impl PositionStore {
    #[must_use]
    pub fn new(timeouts: StoreTimeouts) -> Self {
        Self {
            timeouts,
            ..Self::default()
        }
    }

    /// Seed the store with an initial map, without queueing any writes.
    ///
    /// Duplicate frames in `initial` are separated before the map is adopted.
    #[must_use]
    pub fn with_positions(initial: &PositionMap, timeouts: StoreTimeouts) -> Self {
        let resolution = resolve_conflicts(initial);
        log_reassignments(&resolution.reassigned, "seed");
        Self {
            positions: resolution.positions,
            timeouts,
            ..Self::default()
        }
    }

    // ── Reads ─────────────────────────────────────────────────────────

    /// Borrow the committed map.
    #[inline]
    #[must_use]
    pub fn positions(&self) -> &PositionMap {
        &self.positions
    }

    /// Owned copy of the committed map.
    #[must_use]
    pub fn snapshot(&self) -> PositionMap {
        self.positions.clone()
    }

    #[inline]
    #[must_use]
    pub fn revision(&self) -> u64 {
        self.revision
    }

    #[inline]
    #[must_use]
    pub fn timeouts(&self) -> StoreTimeouts {
        self.timeouts
    }

    #[must_use]
    pub fn pending(&self, id: &str) -> Option<&PendingUpdate> {
        self.pending.get(id)
    }

    pub fn pending_updates(&self) -> impl Iterator<Item = &PendingUpdate> + '_ {
        self.pending.values()
    }

    #[must_use]
    pub fn pending_count(&self) -> usize {
        self.pending.len()
    }

    #[must_use]
    pub fn lock_state(&self) -> Option<&PositionLock> {
        self.lock.as_ref()
    }

    /// Whether a lock is held and has not yet expired at `now`.
    #[must_use]
    pub fn is_locked(&self, now: Instant) -> bool {
        self.lock
            .as_ref()
            .is_some_and(|lock| !lock.is_expired(now, self.timeouts.lock_timeout))
    }

    /// Batches handed out but not yet completed.
    #[must_use]
    pub fn in_flight_count(&self) -> usize {
        self.in_flight.len()
    }

    // ── Locking ───────────────────────────────────────────────────────

    /// Take the lock for `reason`, or refresh it if already held.
    ///
    /// The snapshot taken by the first holder is kept. A host lock is never
    /// downgraded by a drag or a commit; only [`unlock`](Self::unlock) ends it.
    pub fn lock(&mut self, reason: LockReason, now: Instant) {
        match self.lock.as_mut() {
            Some(lock) => {
                lock.locked_at = now;
                if lock.reason != LockReason::Host || reason == LockReason::Host {
                    lock.reason = reason;
                }
            }
            None => {
                self.lock = Some(PositionLock {
                    snapshot: self.positions.clone(),
                    locked_at: now,
                    reason,
                });
                debug!(?reason, "position lock taken");
            }
        }
    }

    /// Release the lock regardless of who holds it.
    pub fn unlock(&mut self) -> Option<PositionLock> {
        let released = self.lock.take();
        if let Some(lock) = &released {
            debug!(reason = ?lock.reason, "position lock released");
        }
        released
    }

    /// Release the lock only if `reason` currently holds it.
    pub fn unlock_if(&mut self, reason: LockReason) -> bool {
        if self.lock.as_ref().is_some_and(|lock| lock.reason == reason) {
            self.unlock();
            true
        } else {
            false
        }
    }

    /// End a drag's hold on the lock.
    ///
    /// If batches are still in flight the lock is handed back to them.
    pub fn release_drag_lock(&mut self) {
        if self.lock.as_ref().map(|lock| lock.reason) != Some(LockReason::Drag) {
            return;
        }
        if self.in_flight.is_empty() {
            self.unlock();
        } else if let Some(lock) = self.lock.as_mut() {
            lock.reason = LockReason::Persist;
        }
    }

    /// Drop an expired lock. Returns `true` if one was dropped.
    pub fn expire_lock(&mut self, now: Instant) -> bool {
        let timeout = self.timeouts.lock_timeout;
        match &self.lock {
            Some(lock) if lock.is_expired(now, timeout) => {
                warn!(
                    reason = ?lock.reason,
                    held_ms = now.saturating_duration_since(lock.locked_at).as_millis() as u64,
                    "position lock expired; force-releasing"
                );
                self.lock = None;
                true
            }
            _ => false,
        }
    }

    /// Periodic housekeeping.
    pub fn tick(&mut self, now: Instant) {
        self.expire_lock(now);
    }

    // ── Writes ────────────────────────────────────────────────────────

    /// Replace the committed map with `next`.
    ///
    /// `next` is settled first: every frame is snapped onto the `4N+1`
    /// lattice in rank order and duplicates are separated (first in insertion
    /// order keeps the lower frame). Only ids whose settled frame differs
    /// from the committed one are recorded as pending and queued for
    /// persistence.
    pub fn update_positions(
        &mut self,
        next: &PositionMap,
        options: UpdateOptions,
        now: Instant,
    ) -> UpdateOutcome {
        let resolved_conflicts = next.len() - distinct_frames(next);
        let settled = settle(next);
        log_reassignments(&settled.reassigned, &options.reason);
        let next = settled.positions;

        let changes = diff(&self.positions, &next);
        if changes.is_empty() {
            debug!(reason = %options.reason, "update carried no changes; ignored");
            return UpdateOutcome::Unchanged;
        }

        let batch = self.allocate_batch();
        let snapshot = std::mem::replace(&mut self.positions, next);
        self.revision += 1;

        let mut updates = Vec::with_capacity(changes.len());
        let mut flight = Vec::with_capacity(changes.len());
        for (id, old, new, operation) in changes {
            let displaced = self.pending.insert(
                id.clone(),
                PendingUpdate {
                    id: id.clone(),
                    old_position: old,
                    new_position: new,
                    operation,
                    timestamp: now,
                    batch,
                },
            );
            updates.push(PersistUpdate {
                id: id.clone(),
                frame: new,
                metadata: PersistMetadata {
                    operation,
                    previous: old,
                    reason: options.reason.clone(),
                },
            });
            flight.push(FlightChange {
                id,
                before: old,
                after: new,
                displaced,
            });
        }

        match self.lock.as_mut() {
            Some(lock) if lock.reason == LockReason::Host => lock.locked_at = now,
            Some(lock) => {
                lock.locked_at = now;
                lock.reason = LockReason::Persist;
            }
            None => {
                self.lock = Some(PositionLock {
                    snapshot,
                    locked_at: now,
                    reason: LockReason::Persist,
                });
            }
        }

        self.in_flight.push(InFlight {
            batch,
            changes: flight,
        });
        let changed = updates.len();
        self.outbox.push_back(PersistBatch { id: batch, updates });

        info!(
            %batch,
            changed,
            resolved_conflicts,
            revision = self.revision,
            reason = %options.reason,
            "positions updated"
        );

        UpdateOutcome::Applied {
            batch,
            changed,
            resolved_conflicts,
        }
    }

    /// Hand every queued batch to the caller, oldest first.
    pub fn take_persist_requests(&mut self) -> Vec<PersistBatch> {
        self.outbox.drain(..).collect()
    }

    /// Record the backend's verdict for `batch`.
    ///
    /// On success the pending records stay until a remote snapshot confirms
    /// them. On failure every entry the batch wrote (and that nothing has
    /// overwritten since) is restored, the batch's pending records give way
    /// to the ones they replaced, and the failure is returned.
    pub fn complete_persist(
        &mut self,
        batch: BatchId,
        result: std::result::Result<(), PersistError>,
    ) -> Result<()> {
        let Some(index) = self.in_flight.iter().position(|f| f.batch == batch) else {
            warn!(%batch, "completion for unknown persistence batch");
            return Err(PositionError::UnknownBatch { batch });
        };
        let flight = self.in_flight.remove(index);
        self.outbox.retain(|queued| queued.id != batch);

        let outcome = match result {
            Ok(()) => {
                debug!(%batch, "batch persisted; awaiting remote confirmation");
                Ok(())
            }
            Err(source) => {
                let rolled_back = self.roll_back(flight);
                warn!(%batch, rolled_back, error = %source, "persistence failed; rolled back");
                Err(PositionError::PersistFailed {
                    batch,
                    rolled_back,
                    source,
                })
            }
        };

        if self.in_flight.is_empty() {
            self.unlock_if(LockReason::Persist);
        }
        outcome
    }

    fn roll_back(&mut self, flight: InFlight) -> usize {
        let mut restored = self.positions.clone();
        let mut rolled_back = 0;
        for change in flight.changes {
            let FlightChange {
                id,
                before,
                after,
                displaced,
            } = change;
            self.hand_down(flight.batch, &id, before, displaced.as_ref());

            if self
                .pending
                .get(id.as_str())
                .is_some_and(|p| p.batch == flight.batch)
            {
                match displaced {
                    Some(previous) => {
                        debug!(%id, batch = %previous.batch, "earlier pending write reinstated");
                        self.pending.insert(id.clone(), previous);
                    }
                    None => {
                        self.pending.remove(id.as_str());
                    }
                }
            }
            if restored.get(id.as_str()) != after {
                debug!(%id, batch = %flight.batch, "rollback skipped; entry rewritten since");
                continue;
            }
            match before {
                Some(frame) => {
                    restored.insert(id, frame);
                }
                None => {
                    restored.remove(id.as_str());
                }
            }
            rolled_back += 1;
        }

        let resolution = resolve_conflicts(&restored);
        log_reassignments(&resolution.reassigned, "rollback");
        if resolution.positions != self.positions {
            self.positions = resolution.positions;
            self.revision += 1;
        }
        rolled_back
    }

    /// Pass a failed batch's view of `id` on to any in-flight batch that
    /// overwrote it, so that batch rolls back past the failed write too.
    fn hand_down(
        &mut self,
        failed: BatchId,
        id: &EntryId,
        before: Option<Frame>,
        displaced: Option<&PendingUpdate>,
    ) {
        let overwrites = self
            .in_flight
            .iter_mut()
            .flat_map(|f| f.changes.iter_mut())
            .filter(|c| c.id == *id)
            .filter(|c| c.displaced.as_ref().is_some_and(|p| p.batch == failed));
        for change in overwrites {
            change.before = before;
            change.displaced = displaced.cloned();
        }
    }

    fn allocate_batch(&mut self) -> BatchId {
        self.next_batch += 1;
        BatchId::new(self.next_batch)
    }
}
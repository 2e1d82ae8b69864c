#![forbid(unsafe_code)]

//! Deterministic duplicate-frame resolution.
//!
//! Entries are grouped by frame. In each group the first entry (insertion
//! order) keeps its frame; every other member is moved to the smallest frame
//! at or above its original value that nothing else occupies.

use cutline_core::{EntryId, Frame, PositionMap};
use rustc_hash::FxHashSet;

/// One entry moved off a duplicate frame.
#[derive(Debug, Clone, PartialEq, Eq)]
pub struct Reassignment {
    pub id: EntryId,
    pub from: Frame,
    pub to: Frame,
}

/// Output of [`resolve_conflicts`].
#[derive(Debug, Clone, PartialEq, Eq)]
pub struct ConflictResolution {
    /// Map with zero duplicate frames, in the input's insertion order.
    pub positions: PositionMap,
    /// Entries that were moved, in the order they were processed.
    pub reassigned: Vec<Reassignment>,
}

impl ConflictResolution {
    /// Whether the input was already duplicate-free.
    #[inline]
    #[must_use]
    pub fn is_clean(&self) -> bool {
        self.reassigned.is_empty()
    }
}

/// Remove every duplicate frame from `positions`.
#[must_use]
pub fn resolve_conflicts(positions: &PositionMap) -> ConflictResolution {
    let mut used: FxHashSet<Frame> = FxHashSet::default();
    used.reserve(positions.len());
    let keepers: Vec<bool> = positions.iter().map(|(_, frame)| used.insert(frame)).collect();

    if keepers.iter().all(|&kept| kept) {
        return ConflictResolution {
            positions: positions.clone(),
            reassigned: Vec::new(),
        };
    }

    let mut resolved = PositionMap::with_capacity(positions.len());
    let mut reassigned = Vec::new();
    for ((id, frame), kept) in positions.iter().zip(keepers) {
        if kept {
            resolved.insert(id.clone(), frame);
            continue;
        }
        let mut candidate = frame;
        while used.contains(&candidate) {
            candidate = candidate.saturating_add(1);
        }
        used.insert(candidate);
        resolved.insert(id.clone(), candidate);
        reassigned.push(Reassignment {
            id: id.clone(),
            from: frame,
            to: candidate,
        });
    }

    ConflictResolution {
        positions: resolved,
        reassigned,
    }
}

* [Problem to work on]
Beginning with the first line of the listing above, please write out every line exactly until you reach the line that contains "with_positions(initial: &PositionMap, timeouts: StoreTimeouts)", and include that one too.

* [Solution]
impl PositionStore {
    #[must_use]
    pub fn new(timeouts: StoreTimeouts) -> Self {
        Self {
            timeouts,
            ..Self::default()
        }
    }

    /// Seed the store with an initial map, without queueing any writes.
    ///
    /// Duplicate frames in `initial` are separated before the map is adopted.
    #[must_use]
    pub fn with_positions(initial: &PositionMap, timeouts: StoreTimeouts) -> Self {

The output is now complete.